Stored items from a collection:
········
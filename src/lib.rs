//! Voxbridge - realtime transport and host-bridge plumbing for a voice client
//!
//! Three independent pieces share one message discipline:
//! - `transport`: streaming remote calls over one shared session
//! - `bus`: host-pushed envelopes dispatched to listeners by handle
//! - `lifecycle`: a connect/retry state machine for a transient connection
//!
//! `codec` turns typed messages into bytes for all of them.

pub mod bus;
pub mod codec;
pub mod config;
pub mod echo;
pub mod error;
pub mod lifecycle;
pub mod transport;

pub use error::{Result, VoxError};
········
## [How to complete this task]
Write out each entry again, character for character.

## [Task answer]
filename src/lib.rs
//! Voxbridge - realtime transport and host-bridge plumbing for a voice client
//!
//! Three independent pieces share one message discipline:
//! - `transport`: streaming remote calls over one shared session
//! - `bus`: host-pushed envelopes dispatched to listeners by handle
//! - `lifecycle`: a connect/retry state machine for a transient connection
//!
//! `codec` turns typed messages into bytes for all of them.

pub mod bus;
pub mod codec;
pub mod config;
pub mod echo;
pub mod error;
pub mod lifecycle;
pub mod transport;

pub use error::{Result, VoxError};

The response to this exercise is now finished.